General Orders No. 9

Awarded for its visionary cinematography, General Orders No. 9 breaks from the constraints of the documentary form as it contemplates the signs of loss and change in the American South.

http://www.generalordersno9.com/


Kevin w Kevin Gant

In Austin, TX in the early ’90s, musician Kevin Gant was the Duplass Brothers’ hero. They reveled in Kevin’s exploratory musical style and playful spirituality. But in 1995, Kevin mysteriously disappeared. Jay Duplass’ documentary debut explores who Kevin is, how he lost his inspiration, and what he must do to get it back.

Immediately following the film will be a Q&A and performance by the film’s subject, Kevin Gant.

Kevin’s Kickstarter


Wrestling For Jesus

A documentary about Timothy who was born in Mobile, AL and grew up a wrestling fanatic. After moving to South Carolina, Timothy started a Christian wrestling organization. His goal is to use wrestling to evangelize his neighbors. However his passion and vision for his ministry are tested when his personal life begins to disintegrate. Wrestling for Jesus is a raw and honest all-access pass into the two worlds of independent wrestling and religion in the rural South.

http://wrestlingforjesus.com/


Missing Pieces w Kenton Bartlett
Special Preview Screening

This is a story about a man who’s lost everything and his misguided attempts to put it back together. Missing Pieces is an emotional enigma about love and loneliness…and a kidnapping. Through interwoven, poignant vignettes, this multi-plot tale unfolds and untangles into a truly unique and heartfelt love story about finding hope when all is lost.

Immediately following the film will be a Q&A with filmmaker Kenton Bartlett.

http://www.findyourmissingpieces.com/


Disabled But Able To Rock

“Disabled But Able To Rock” follows the life of Betsy Goodrich, a high-functioning autistic woman and her superhero alter-ego, Danger Woman. Danger Woman fights the Tri-phobes (Race-ophobia, Homophobia, and Disable-phobia) with her high-octave, karaoke crime-fighting superpowers.

Meanwhile, the real Betsy contends with a severely autistic and schizophrenic older brother and a diabetic mother wrestling with the burden of caring for two disabled children on a daily basis.

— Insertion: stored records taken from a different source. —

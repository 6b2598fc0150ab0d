//! Input validation helpers
//!
//! Centralized text length constants and validation functions used by the
//! handlers before anything reaches billing or the repositories.

use crate::utils::{AppError, AppResult, ErrorCode};

// ── Text length limits ──────────────────────────────────────────────

/// Display names: customer full name, admin full name
pub const MAX_NAME_LEN: usize = 200;

/// Short identifiers: mobile number, username
pub const MAX_SHORT_TEXT_LEN: usize = 100;

/// Passwords (before hashing)
pub const MAX_PASSWORD_LEN: usize = 128;

// ── Validation helpers ──────────────────────────────────────────────

/// Unwrap a required payload field, reporting the field name when missing.
pub fn require<T>(value: Option<T>, field: &str) -> AppResult<T> {
    value.ok_or_else(|| AppError::required_field(field))
}

/// Validate that a required string is non-empty and within the length limit.
pub fn validate_required_text(value: &str, field: &str, max_len: usize) -> Result<(), AppError> {
    if value.trim().is_empty() {
        return Err(AppError::required_field(field));
    }
    if value.len() > max_len {
        return Err(AppError::validation(format!(
            "{field} is too long ({} chars, max {max_len})",
            value.len()
        ))
        .with_detail("field", field));
    }
    Ok(())
}

/// Validate that an optional string, if present, is within the length limit.
pub fn validate_optional_text(
    value: &Option<String>,
    field: &str,
    max_len: usize,
) -> Result<(), AppError> {
    if let Some(v) = value
        && v.len() > max_len
    {
        return Err(AppError::validation(format!(
            "{field} is too long ({} chars, max {max_len})",
            v.len()
        ))
        .with_detail("field", field));
    }
    Ok(())
}

/// Validate a quantity or rate: finite and not negative.
pub fn validate_non_negative(value: f64, field: &str, code: ErrorCode) -> Result<(), AppError> {
    if !value.is_finite() || value < 0.0 {
        return Err(AppError::with_message(
            code,
            format!("{field} must be a non-negative number"),
        )
        .with_detail("field", field));
    }
    Ok(())
}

Once that all changes, however, the true challenge becomes finding the balance between freedom and care.

Using home movies, interviews, old photographs and performance footage, the film peers beneath the veneer of its subject’s disability and examines the hopes and dreams of a woman who gets older, but cannot grow up.

http://www.dangerwomanmovie.com/


Prairie Love

When a mysterious vagrant living out of his car among the snowy plains discovers a nearly-frozen local with a pen-pal girlfriend, he sees an opportunity to change his lonely existence. From the harsh Midwestern frozen plains, comes this wonderfully bizarre but heartwarming look at three people searching for love and self discovery in the oddest ways.

http://www.prairielove.com/


Better Than Something: Jay Reatard

Better Than Something is a feature documentary about the controversial and prolific garage rock icon Jimmy Lee Lindsey Jr, better known to the world as Jay Reatard. This intimate portrait, captured just months before his untimely passing, brings us incredibly close to Jay’s complicated punk-rock world in Memphis, Tennessee. Better Than Something eloquently interweaves cinéma vérité, interviews, and archival concert performances, and features scenes from an insightful and candid week spent with Jay, who reveals personal childhood stories and the struggles of life in Memphis.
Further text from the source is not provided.